Activity:
Retype exactly the lines that run from the line with "let labels: Vec<_>" to the final line of the entries, keeping both ends and nothing else.
**** Supplied records ****
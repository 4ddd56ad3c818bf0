//! Structural marker detection for legal texts

use regex::Regex;
use std::sync::OnceLock;

fn section_header_re() -> &'static Regex {
    static RE: OnceLock<Regex> = OnceLock::new();
    RE.get_or_init(|| Regex::new(r"(?m)^[ \t]*§\s*(\d+[a-z]?)").expect("static regex"))
}

fn section_ref_re() -> &'static Regex {
    static RE: OnceLock<Regex> = OnceLock::new();
    RE.get_or_init(|| Regex::new(r"§\s*(\d+)").expect("static regex"))
}

fn roman_header_re() -> &'static Regex {
    static RE: OnceLock<Regex> = OnceLock::new();
    RE.get_or_init(|| Regex::new(r"(?m)^[ \t]*([IVX]{1,4})\.[ \t]*\r?$").expect("static regex"))
}

/// A structural marker found in a document
#[derive(Debug, Clone, PartialEq, Eq)]
pub struct Marker {
    /// Marker label, e.g. `1089` for `§ 1089` or `III` for a roman header
    pub label: String,
    /// Byte offset where the marker starts
    pub start: usize,
    /// Byte offset where the marked content starts
    pub body_start: usize,
}

/// Find `§ N` section headers that open a line.
///
/// Inline `§` mentions are cross-references, not headers.
pub fn find_section_headers(text: &str) -> Vec<Marker> {
    section_header_re()
        .captures_iter(text)
        .filter_map(|caps| {
            let whole = caps.get(0)?;
            let label = caps.get(1)?;
            Some(Marker {
                label: label.as_str().to_string(),
                start: whole.start(),
                body_start: whole.end(),
            })
        })
        .collect()
}

/// Find roman-numeral section headers (`I.`, `II.`, ... alone on a line)
pub fn find_roman_headers(text: &str) -> Vec<Marker> {
    roman_header_re()
        .captures_iter(text)
        .filter_map(|caps| {
            let whole = caps.get(0)?;
            let label = caps.get(1)?;
            Some(Marker {
                label: label.as_str().to_string(),
                start: whole.start(),
                body_start: whole.end(),
            })
        })
        .collect()
}

/// Slice the text between consecutive markers, trimmed.
pub fn split_at_markers<'a>(text: &'a str, markers: &'a [Marker]) -> Vec<(&'a str, &'a str)> {
    markers
        .iter()
        .enumerate()
        .map(|(i, marker)| {
            let end = markers.get(i + 1).map(|m| m.start).unwrap_or(text.len());
            (marker.label.as_str(), text[marker.body_start..end].trim())
        })
        .collect()
}

/// Extract `§N` references, deduplicated, in first-seen order.
pub fn extract_statute_refs(text: &str) -> Vec<String> {
    let mut refs: Vec<String> = Vec::new();
    for caps in section_ref_re().captures_iter(text) {
        let reference = format!("§{}", &caps[1]);
        if !refs.contains(&reference) {
            refs.push(reference);
        }
    }
    refs
}

#[cfg(test)]
mod tests {
    use super::*;

    #[test]
    fn test_section_headers_ignore_inline_refs() {
        let text = "§ 1089\nVlastník pozemku podle § 1090 odst. 2 ...\n§1090\nDalší text";
        let headers = find_section_headers(text);

        assert_eq!(headers.len(), 2);
        assert_eq!(headers[0].label, "1089");
        assert_eq!(headers[1].label, "1090");
    }

    #[test]
    fn test_roman_headers() {
        let text = "Úvod\nI.\nPrvní část\n  II.  \nDruhá část\nIIa.\nVI. není sám na řádku";
        let headers = find_roman_headers(text);
        let labels: Vec<_> = headers.iter().map(|m| m.label.as_str()).collect();

        assert_eq!(labels, vec!["I", "II"]);
    }

    #[test]
    fn test_split_at_markers() {
        let text = "I.\nalpha\nII.\nbeta gamma";
        let headers = find_roman_headers(text);
        let parts = split_at_markers(text, &headers);

        assert_eq!(parts, vec![("I", "alpha"), ("II", "beta gamma")]);
    }

    #[test]
    fn test_extract_refs_deduplicated_in_order() {
        let refs = extract_statute_refs("podle § 1040 a §1089, viz též § 1040 odst. 1 a §  2");
        assert_eq!(refs, vec!["§1040", "§1089", "§2"]);
    }
}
****
Exercise output:
        let labels: Vec<_> = headers.iter().map(|m| m.label.as_str()).collect();

        assert_eq!(labels, vec!["I", "II"]);
    }

    #[test]
    fn test_split_at_markers() {
        let text = "I.\nalpha\nII.\nbeta gamma";
        let headers = find_roman_headers(text);
        let parts = split_at_markers(text, &headers);

        assert_eq!(parts, vec![("I", "alpha"), ("II", "beta gamma")]);
    }

    #[test]
    fn test_extract_refs_deduplicated_in_order() {
        let refs = extract_statute_refs("podle § 1040 a §1089, viz též § 1040 odst. 1 a §  2");
        assert_eq!(refs, vec!["§1040", "§1089", "§2"]);
    }
}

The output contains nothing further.